= Gert Van Mol =

Belgian media entrepreneur (born 1969)

Gert Van Mol (born 1969) is a Belgian media entrepreneur.

Van Mol studied at the Catholic University of Louvain. Van Mol was student leader of 'Appolloon', representing the students of the faculty of biomedical sciences. While studying he founded The Publishing Company, a publishing house, in 1990. Between 1990 and 2000 The Publishing Company published a series of youth magazines and books, such as Teek magazine, PlayStation Magazine, Banco Magazine for the Bank KBC, Igloo and Flamingo Magazine. In 1999 Van Mol published the book "Priester van vuur. Edward Poppe anders bekeken.", authored by priest Luc De Maere.

In 2000 Van Mol published the book 'Johannes XXIII, eenvoudig en nederig, een zalig mens: 16 bevoorrechte getuigen', authored by Gunnar Riebs.

From 2002 till 2011 Van Mol was VIP Program Manager for The Wall Street Journal Europe working out of London. In this capacity he created The Wall Street Journal Future Leadership Institute. Van Mol discovered the CEO of The Wall Street Journal Europe, Andrew Langhoff, was involved in a publication scheme publishing favorable articles for paying advertisers.

In 2011 Van Mol started as CEO of the digital TV-channel Life!TV Broadcasting Company. In his capacity he introduced the first female presenter with a headscarf on Belgian TV. For the same company he developed the erotic channel Club 41.

After Van Mol left the broadcasting station, he became CEO of Skyview Attractions, an Amsterdam based entertainmentcompany. Under his leadership the company built a ferris wheel on the pier in the sea of Scheveningen, The Netherlands.

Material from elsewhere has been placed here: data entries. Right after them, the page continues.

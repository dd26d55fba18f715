//! Test doubles for the namespace, the host platform and the handler registry.

#![allow(dead_code)]

use kernel_acpi::{
    AccessWidth, AddressSpace, Lookup, NameSeg, Namespace, NodeObject, OperationRegion, PciAddress,
    PnpId, PnpIdList, Platform, RegionError,
};
use kernel_acpi_opregion::{HandlerRegistry, Installation, RegionHandler};
use log::{Level, LevelFilter, Log, Metadata, Record};
use std::any::Any;
use std::cell::RefCell;
use std::collections::HashMap;
use std::ptr::NonNull;
use std::rc::Rc;

pub type NodeId = usize;

struct NodeEntry {
    name: NameSeg,
    parent: Option<NodeId>,
    object: Option<NodeObject>,
    integers: HashMap<NameSeg, Lookup<u64>>,
    ids: HashMap<NameSeg, Lookup<PnpIdList>>,
}

/// In-memory namespace with explicit evaluation results per node.
pub struct MockNamespace {
    nodes: Vec<NodeEntry>,
    evaluations: RefCell<Vec<(NodeId, NameSeg)>>,
}

impl MockNamespace {
    pub const ROOT: NodeId = 0;

    pub fn new() -> Self {
        Self {
            nodes: vec![NodeEntry {
                name: NameSeg::ROOT,
                parent: None,
                object: None,
                integers: HashMap::new(),
                ids: HashMap::new(),
            }],
            evaluations: RefCell::new(Vec::new()),
        }
    }

    pub fn add(&mut self, parent: NodeId, name: &str, object: Option<NodeObject>) -> NodeId {
        self.nodes.push(NodeEntry {
            name: NameSeg::try_from(name).expect("valid name"),
            parent: Some(parent),
            object,
            integers: HashMap::new(),
            ids: HashMap::new(),
        });
        self.nodes.len() - 1
    }

    pub fn add_scope(&mut self, parent: NodeId, name: &str) -> NodeId {
        self.add(parent, name, None)
    }

    pub fn add_device(&mut self, parent: NodeId, name: &str) -> NodeId {
        self.add(parent, name, Some(NodeObject::Device))
    }

    pub fn add_region(
        &mut self,
        parent: NodeId,
        name: &str,
        space: AddressSpace,
        offset: u64,
        length: u64,
    ) -> NodeId {
        let region = OperationRegion::new(space, offset, length).expect("valid region");
        self.add(parent, name, Some(NodeObject::OperationRegion(region)))
    }

    /// A device that identifies itself as a PCI Express host bridge.
    pub fn add_host_bridge(&mut self, parent: NodeId, name: &str) -> NodeId {
        let node = self.add_device(parent, name);
        self.set_hid(node, "PNP0A08");
        node
    }

    pub fn set_integer(&mut self, node: NodeId, name: NameSeg, value: Lookup<u64>) {
        self.nodes[node].integers.insert(name, value);
    }

    pub fn set_ids(&mut self, node: NodeId, name: NameSeg, value: Lookup<PnpIdList>) {
        self.nodes[node].ids.insert(name, value);
    }

    pub fn set_hid(&mut self, node: NodeId, id: &str) {
        self.set_ids(node, NameSeg::HID, Lookup::Found(PnpId::from(id).into()));
    }

    pub fn set_cid(&mut self, node: NodeId, ids: &[&str]) {
        let list = ids.iter().copied().map(PnpId::from).collect();
        self.set_ids(node, NameSeg::CID, Lookup::Found(list));
    }

    /// Every `(node, name)` the handlers asked to evaluate, in order.
    pub fn evaluations(&self) -> Vec<(NodeId, NameSeg)> {
        self.evaluations.borrow().clone()
    }
}

impl Namespace for MockNamespace {
    type Node = NodeId;

    fn root(&self) -> NodeId {
        Self::ROOT
    }

    fn parent(&self, node: NodeId) -> Option<NodeId> {
        self.nodes[node].parent
    }

    fn name(&self, node: NodeId) -> NameSeg {
        self.nodes[node].name
    }

    fn object(&self, node: NodeId) -> Option<NodeObject> {
        self.nodes[node].object.clone()
    }

    fn evaluate_integer(&self, node: NodeId, name: NameSeg) -> Lookup<u64> {
        self.evaluations.borrow_mut().push((node, name));
        self.nodes[node]
            .integers
            .get(&name)
            .cloned()
            .unwrap_or(Lookup::NotPresent)
    }

    fn evaluate_ids(&self, node: NodeId, name: NameSeg) -> Lookup<PnpIdList> {
        self.evaluations.borrow_mut().push((node, name));
        self.nodes[node]
            .ids
            .get(&name)
            .cloned()
            .unwrap_or(Lookup::NotPresent)
    }
}

/// Handle returned by [`MockPlatform::io_map`].
#[derive(Debug, PartialEq, Eq)]
pub struct MockIoHandle {
    pub id: usize,
    pub base: u64,
    pub len: u64,
}

/// One call into the mock platform.
#[derive(Debug, Clone, PartialEq, Eq)]
pub enum PlatformCall {
    Map { phys: u64, len: usize },
    Unmap { virt: usize, len: usize },
    IoMap { base: u64, len: u64 },
    IoUnmap { id: usize },
    IoRead { id: usize, offset: u64, width: AccessWidth },
    IoWrite { id: usize, offset: u64, width: AccessWidth, value: u64 },
    PciRead { address: PciAddress, offset: u64, width: AccessWidth },
    PciWrite { address: PciAddress, offset: u64, width: AccessWidth, value: u64 },
}

struct Mapping {
    phys: u64,
    virt: *mut u8,
    len: usize,
    words: *mut u64,
    word_count: usize,
}

#[derive(Default)]
struct PlatformState {
    calls: Vec<PlatformCall>,
    mappings: Vec<Mapping>,
    next_io_id: usize,
    fail_map: bool,
    keep_low_bits: bool,
    io_map_error: Option<RegionError>,
    pci_error: Option<RegionError>,
    io_values: HashMap<u64, u64>,
    pci_values: HashMap<u64, u64>,
}

/// Host platform that records every call. Mapped memory is real, zeroed heap
/// memory, 8-byte aligned unless [`MockPlatform::keep_low_bits`] is set.
#[derive(Clone, Default)]
pub struct MockPlatform {
    state: Rc<RefCell<PlatformState>>,
}

impl MockPlatform {
    pub fn new() -> Self {
        Self::default()
    }

    pub fn fail_mappings(&self) {
        self.state.borrow_mut().fail_map = true;
    }

    /// Map like a direct map does: the virtual address keeps the low three
    /// bits of the physical one.
    pub fn keep_low_bits(&self) {
        self.state.borrow_mut().keep_low_bits = true;
    }

    pub fn fail_io_map(&self, error: RegionError) {
        self.state.borrow_mut().io_map_error = Some(error);
    }

    pub fn fail_pci(&self, error: RegionError) {
        self.state.borrow_mut().pci_error = Some(error);
    }

    pub fn set_io_value(&self, offset: u64, value: u64) {
        self.state.borrow_mut().io_values.insert(offset, value);
    }

    pub fn set_pci_value(&self, offset: u64, value: u64) {
        self.state.borrow_mut().pci_values.insert(offset, value);
    }

    pub fn calls(&self) -> Vec<PlatformCall> {
        self.state.borrow().calls.clone()
    }

    pub fn live_mappings(&self) -> usize {
        self.state.borrow().mappings.len()
    }

    /// Byte at physical address `phys` inside a live mapping.
    pub fn peek(&self, phys: u64) -> u8 {
        let state = self.state.borrow();
        let mapping = state
            .mappings
            .iter()
            .find(|m| phys >= m.phys && phys < m.phys + m.len as u64)
            .expect("address is mapped");
        let offset = usize::try_from(phys - mapping.phys).unwrap();
        unsafe { mapping.virt.add(offset).read() }
    }

    fn record(&self, call: PlatformCall) {
        self.state.borrow_mut().calls.push(call);
    }
}

impl Platform for MockPlatform {
    type IoHandle = MockIoHandle;

    fn map(&self, phys: u64, len: usize) -> Option<NonNull<u8>> {
        self.record(PlatformCall::Map { phys, len });
        let mut state = self.state.borrow_mut();
        if state.fail_map {
            return None;
        }
        let shift = if state.keep_low_bits {
            usize::try_from(phys & 7).unwrap()
        } else {
            0
        };
        let word_count = (len + shift).div_ceil(8);
        let words = Box::into_raw(vec![0_u64; word_count].into_boxed_slice()).cast::<u64>();
        let virt = unsafe { words.cast::<u8>().add(shift) };
        state.mappings.push(Mapping {
            phys,
            virt,
            len,
            words,
            word_count,
        });
        NonNull::new(virt)
    }

    unsafe fn unmap(&self, virt: NonNull<u8>, len: usize) {
        self.record(PlatformCall::Unmap {
            virt: virt.as_ptr() as usize,
            len,
        });
        let mut state = self.state.borrow_mut();
        let index = state
            .mappings
            .iter()
            .position(|m| m.virt == virt.as_ptr())
            .expect("unmapping a live mapping");
        let mapping = state.mappings.remove(index);
        assert_eq!(mapping.len, len, "unmap length matches map");
        drop(unsafe {
            Box::from_raw(std::ptr::slice_from_raw_parts_mut(
                mapping.words,
                mapping.word_count,
            ))
        });
    }

    fn io_map(&self, base: u64, len: u64) -> Result<MockIoHandle, RegionError> {
        self.record(PlatformCall::IoMap { base, len });
        let mut state = self.state.borrow_mut();
        if let Some(error) = state.io_map_error {
            return Err(error);
        }
        state.next_io_id += 1;
        Ok(MockIoHandle {
            id: state.next_io_id,
            base,
            len,
        })
    }

    fn io_unmap(&self, handle: MockIoHandle) {
        self.record(PlatformCall::IoUnmap { id: handle.id });
    }

    fn io_read(
        &self,
        handle: &MockIoHandle,
        offset: u64,
        width: AccessWidth,
    ) -> Result<u64, RegionError> {
        self.record(PlatformCall::IoRead {
            id: handle.id,
            offset,
            width,
        });
        Ok(self.state.borrow().io_values.get(&offset).copied().unwrap_or(0))
    }

    fn io_write(
        &self,
        handle: &MockIoHandle,
        offset: u64,
        width: AccessWidth,
        value: u64,
    ) -> Result<(), RegionError> {
        self.record(PlatformCall::IoWrite {
            id: handle.id,
            offset,
            width,
            value,
        });
        Ok(())
    }

    fn pci_read(
        &self,
        address: PciAddress,
        offset: u64,
        width: AccessWidth,
    ) -> Result<u64, RegionError> {
        self.record(PlatformCall::PciRead {
            address,
            offset,
            width,
        });
        let state = self.state.borrow();
        if let Some(error) = state.pci_error {
            return Err(error);
        }
        Ok(state.pci_values.get(&offset).copied().unwrap_or(0))
    }

    fn pci_write(
        &self,
        address: PciAddress,
        offset: u64,
        width: AccessWidth,
        value: u64,
    ) -> Result<(), RegionError> {
        self.record(PlatformCall::PciWrite {
            address,
            offset,
            width,
            value,
        });
        self.state.borrow().pci_error.map_or(Ok(()), Err)
    }
}

/// Object-safe view of a [`RegionHandler`], as an interpreter would store it.
pub trait ErasedHandler {
    fn attach(
        &self,
        namespace: &MockNamespace,
        region: NodeId,
    ) -> Result<Box<dyn Any>, RegionError>;
    fn detach(&self, context: Box<dyn Any>);
    fn read(&self, context: &dyn Any, address: u64, width: u8) -> Result<u64, RegionError>;
    fn write(
        &self,
        context: &dyn Any,
        address: u64,
        width: u8,
        value: u64,
    ) -> Result<(), RegionError>;
}

impl<H> ErasedHandler for H
where
    H: RegionHandler,
    H::Context: 'static,
{
    fn attach(
        &self,
        namespace: &MockNamespace,
        region: NodeId,
    ) -> Result<Box<dyn Any>, RegionError> {
        let context = RegionHandler::attach(self, namespace, region)?;
        Ok(Box::new(context))
    }

    fn detach(&self, context: Box<dyn Any>) {
        let context = context.downcast::<H::Context>().expect("context of this handler");
        RegionHandler::detach(self, *context);
    }

    fn read(&self, context: &dyn Any, address: u64, width: u8) -> Result<u64, RegionError> {
        let context = context
            .downcast_ref::<H::Context>()
            .ok_or(RegionError::InvalidArgument)?;
        RegionHandler::read(self, context, address, width)
    }

    fn write(
        &self,
        context: &dyn Any,
        address: u64,
        width: u8,
        value: u64,
    ) -> Result<(), RegionError> {
        let context = context
            .downcast_ref::<H::Context>()
            .ok_or(RegionError::InvalidArgument)?;
        RegionHandler::write(self, context, address, width, value)
    }
}

/// Handler registry keyed by `(scope node, address space)`.
#[derive(Default)]
pub struct MockRegistry {
    handlers: HashMap<(NodeId, AddressSpace), Box<dyn ErasedHandler>>,
    pub installs: Vec<(NodeId, AddressSpace, Installation)>,
}

impl MockRegistry {
    pub fn new() -> Self {
        Self::default()
    }

    pub fn len(&self) -> usize {
        self.handlers.len()
    }

    /// The handler responsible for `region`: the one installed closest above it.
    pub fn handler_for(
        &self,
        namespace: &MockNamespace,
        region: NodeId,
    ) -> Option<&dyn ErasedHandler> {
        let space = namespace.operation_region(region)?.space();
        let mut current = Some(region);
        while let Some(node) = current {
            if let Some(handler) = self.handlers.get(&(node, space)) {
                return Some(handler.as_ref());
            }
            current = namespace.parent(node);
        }
        None
    }
}

impl HandlerRegistry<MockNamespace> for MockRegistry {
    fn install<H>(&mut self, node: NodeId, space: AddressSpace, handler: H) -> Installation
    where
        H: RegionHandler + 'static,
    {
        let outcome = match self.handlers.insert((node, space), Box::new(handler)) {
            Some(_) => Installation::Replaced,
            None => Installation::Fresh,
        };
        self.installs.push((node, space, outcome));
        outcome
    }
}

thread_local! {
    static RECORDS: RefCell<Vec<(Level, String)>> = const { RefCell::new(Vec::new()) };
}

/// `log` backend keeping records per test thread.
struct CaptureLogger;

impl Log for CaptureLogger {
    fn enabled(&self, _metadata: &Metadata) -> bool {
        true
    }

    fn log(&self, record: &Record) {
        RECORDS.with(|records| {
            records
                .borrow_mut()
                .push((record.level(), record.args().to_string()));
        });
    }

    fn flush(&self) {}
}

static LOGGER: CaptureLogger = CaptureLogger;

/// Route log records of the current thread into a buffer and clear it.
pub fn capture_logs() {
    // Only the first test to get here installs the logger.
    let _ = log::set_logger(&LOGGER);
    log::set_max_level(LevelFilter::Trace);
    RECORDS.with(|records| records.borrow_mut().clear());
}

/// Messages logged on this thread at `level` since [`capture_logs`].
pub fn logged(level: Level) -> Vec<String> {
    RECORDS.with(|records| {
        records
            .borrow()
            .iter()
            .filter(|(l, _)| *l == level)
            .map(|(_, message)| message.clone())
            .collect()
    })
}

In 2016 Van Mol was asked to save the company foto.com, which was in WCO-fase instructed by the court of Nijvel in Belgium. Van Mol succeeded to reorganise the company within the 6 months the court had granted the company to escape WCO.

In 2018 Van Mol acquired the Flemish satirical website 'tScheldt Between 2018 and 2025 the magazine was subject to more than 80 courthandlings because of cartoons and articles. Mr Van Mol was arrested numerous times because of cartoons. The private house and companies of Mr Van Mol were ceased by armed police looking for the authors and cartoonists of the magazines as all contributors write and draw under pseudonyms. The magazine 'tScheldt started in 1995 an has about 30 contributors who all work voluntary.

In 2024 Van Mol was convicted of hate speech after he published several articles about the new spokesperson of the political party Open VLD, who had a migration background. Van Mol was given a six-month deferral, a fine of 4.000 euros and he also had to pay 2.500 euros of reimbursement for moral damages. However, on December 6, 2024, Gert Van Mol was acquitted on all counts by the Court of Appeal. The Court ruled that Gert Van Mol had not incited hatred in any way.